*** Begin section ***

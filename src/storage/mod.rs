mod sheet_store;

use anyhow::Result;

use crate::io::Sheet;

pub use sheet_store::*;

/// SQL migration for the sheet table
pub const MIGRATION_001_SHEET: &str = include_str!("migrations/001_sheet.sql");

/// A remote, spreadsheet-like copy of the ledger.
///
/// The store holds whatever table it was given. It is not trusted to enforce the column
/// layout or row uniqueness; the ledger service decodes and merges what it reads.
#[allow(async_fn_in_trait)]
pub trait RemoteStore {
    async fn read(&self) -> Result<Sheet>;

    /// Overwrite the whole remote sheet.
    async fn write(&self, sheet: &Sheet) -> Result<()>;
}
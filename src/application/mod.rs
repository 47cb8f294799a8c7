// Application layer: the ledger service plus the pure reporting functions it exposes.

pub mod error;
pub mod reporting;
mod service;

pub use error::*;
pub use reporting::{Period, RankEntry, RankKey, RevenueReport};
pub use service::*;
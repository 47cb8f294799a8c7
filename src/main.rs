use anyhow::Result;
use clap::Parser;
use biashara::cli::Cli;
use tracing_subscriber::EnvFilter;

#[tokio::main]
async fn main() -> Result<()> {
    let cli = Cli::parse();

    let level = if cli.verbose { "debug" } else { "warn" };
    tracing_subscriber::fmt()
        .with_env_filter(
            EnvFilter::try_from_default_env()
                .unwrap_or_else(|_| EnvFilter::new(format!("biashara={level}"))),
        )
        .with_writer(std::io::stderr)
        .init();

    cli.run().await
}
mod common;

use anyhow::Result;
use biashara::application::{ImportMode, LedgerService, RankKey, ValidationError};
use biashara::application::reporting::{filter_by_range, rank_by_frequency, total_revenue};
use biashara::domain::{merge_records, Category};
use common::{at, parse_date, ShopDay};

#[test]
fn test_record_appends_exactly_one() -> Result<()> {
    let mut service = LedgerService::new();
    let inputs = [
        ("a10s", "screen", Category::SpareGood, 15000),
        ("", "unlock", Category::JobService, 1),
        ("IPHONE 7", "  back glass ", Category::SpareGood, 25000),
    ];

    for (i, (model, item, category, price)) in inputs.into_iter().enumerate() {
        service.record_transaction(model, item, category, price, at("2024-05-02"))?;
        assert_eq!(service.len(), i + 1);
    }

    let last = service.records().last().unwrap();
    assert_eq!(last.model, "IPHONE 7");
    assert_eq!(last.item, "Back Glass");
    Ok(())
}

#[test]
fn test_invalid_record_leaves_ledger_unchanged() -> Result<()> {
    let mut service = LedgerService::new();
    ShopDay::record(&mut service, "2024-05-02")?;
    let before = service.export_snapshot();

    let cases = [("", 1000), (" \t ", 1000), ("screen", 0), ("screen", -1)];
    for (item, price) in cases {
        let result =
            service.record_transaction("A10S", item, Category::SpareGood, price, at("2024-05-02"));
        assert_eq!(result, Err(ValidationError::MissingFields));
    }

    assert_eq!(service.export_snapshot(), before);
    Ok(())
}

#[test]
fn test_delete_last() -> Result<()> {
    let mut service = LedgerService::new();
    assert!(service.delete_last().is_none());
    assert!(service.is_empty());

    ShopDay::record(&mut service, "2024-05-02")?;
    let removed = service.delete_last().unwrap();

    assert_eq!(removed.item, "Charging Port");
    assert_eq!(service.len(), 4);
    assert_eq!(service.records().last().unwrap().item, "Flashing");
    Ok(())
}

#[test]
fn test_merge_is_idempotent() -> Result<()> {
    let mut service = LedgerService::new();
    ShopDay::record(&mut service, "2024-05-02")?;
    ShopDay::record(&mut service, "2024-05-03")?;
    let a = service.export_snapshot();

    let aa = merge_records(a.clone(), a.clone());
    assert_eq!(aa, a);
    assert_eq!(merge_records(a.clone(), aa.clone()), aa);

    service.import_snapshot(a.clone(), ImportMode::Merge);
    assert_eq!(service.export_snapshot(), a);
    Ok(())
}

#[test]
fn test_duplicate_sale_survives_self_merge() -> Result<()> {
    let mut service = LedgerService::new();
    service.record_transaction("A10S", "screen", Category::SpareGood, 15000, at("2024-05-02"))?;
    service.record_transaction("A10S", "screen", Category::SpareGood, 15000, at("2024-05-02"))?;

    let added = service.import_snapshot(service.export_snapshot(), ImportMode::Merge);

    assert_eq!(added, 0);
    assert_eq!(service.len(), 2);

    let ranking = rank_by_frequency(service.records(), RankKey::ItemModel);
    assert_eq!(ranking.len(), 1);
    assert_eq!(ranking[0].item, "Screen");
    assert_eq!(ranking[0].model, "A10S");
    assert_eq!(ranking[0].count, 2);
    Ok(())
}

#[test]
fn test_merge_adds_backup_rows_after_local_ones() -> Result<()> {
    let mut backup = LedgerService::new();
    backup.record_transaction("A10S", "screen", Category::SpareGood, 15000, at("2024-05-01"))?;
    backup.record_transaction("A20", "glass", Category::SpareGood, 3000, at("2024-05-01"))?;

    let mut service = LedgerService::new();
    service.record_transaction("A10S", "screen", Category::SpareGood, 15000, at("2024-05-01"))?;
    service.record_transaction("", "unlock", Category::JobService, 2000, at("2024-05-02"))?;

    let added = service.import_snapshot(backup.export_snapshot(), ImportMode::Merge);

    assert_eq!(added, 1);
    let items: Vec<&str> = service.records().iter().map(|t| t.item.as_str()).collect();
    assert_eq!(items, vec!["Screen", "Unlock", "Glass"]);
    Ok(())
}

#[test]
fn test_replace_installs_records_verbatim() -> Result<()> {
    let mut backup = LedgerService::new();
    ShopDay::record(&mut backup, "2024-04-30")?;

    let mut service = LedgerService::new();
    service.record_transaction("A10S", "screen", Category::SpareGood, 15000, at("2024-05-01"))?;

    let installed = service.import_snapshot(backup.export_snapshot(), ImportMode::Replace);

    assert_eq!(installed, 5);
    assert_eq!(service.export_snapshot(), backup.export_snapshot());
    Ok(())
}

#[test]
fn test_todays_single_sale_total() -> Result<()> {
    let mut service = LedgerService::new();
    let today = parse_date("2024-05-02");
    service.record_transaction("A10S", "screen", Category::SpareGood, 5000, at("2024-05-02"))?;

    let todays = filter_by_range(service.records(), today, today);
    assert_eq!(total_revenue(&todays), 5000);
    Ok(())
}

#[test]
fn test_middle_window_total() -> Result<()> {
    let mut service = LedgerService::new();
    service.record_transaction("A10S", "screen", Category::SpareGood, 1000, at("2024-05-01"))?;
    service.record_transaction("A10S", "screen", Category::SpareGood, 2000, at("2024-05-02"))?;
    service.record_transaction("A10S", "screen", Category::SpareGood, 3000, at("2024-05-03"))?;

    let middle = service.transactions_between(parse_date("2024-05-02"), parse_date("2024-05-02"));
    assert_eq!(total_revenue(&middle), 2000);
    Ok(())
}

*** End section ***

**ABOUT THIS TASK**. Please write out, exactly as they appear above, only the lines in the stretch from the line with "of the ledger." through the line with "EnvFilter::try_from_default_env()".

**SOLVED EXERCISE**.
/// A remote, spreadsheet-like copy of the ledger.
///
/// The store holds whatever table it was given. It is not trusted to enforce the column
/// layout or row uniqueness; the ledger service decodes and merges what it reads.
#[allow(async_fn_in_trait)]
pub trait RemoteStore {
    async fn read(&self) -> Result<Sheet>;

    /// Overwrite the whole remote sheet.
    async fn write(&self, sheet: &Sheet) -> Result<()>;
}
filename src/application/mod.rs
repository 47cb8f294799a8c7
// Application layer: the ledger service plus the pure reporting functions it exposes.

pub mod error;
pub mod reporting;
mod service;

pub use error::*;
pub use reporting::{Period, RankEntry, RankKey, RevenueReport};
pub use service::*;
repository 47cb8f294799a8c7
filename src/main.rs
use anyhow::Result;
use clap::Parser;
use biashara::cli::Cli;
use tracing_subscriber::EnvFilter;

#[tokio::main]
async fn main() -> Result<()> {
    let cli = Cli::parse();

    let level = if cli.verbose { "debug" } else { "warn" };
    tracing_subscriber::fmt()
        .with_env_filter(
            EnvFilter::try_from_default_env()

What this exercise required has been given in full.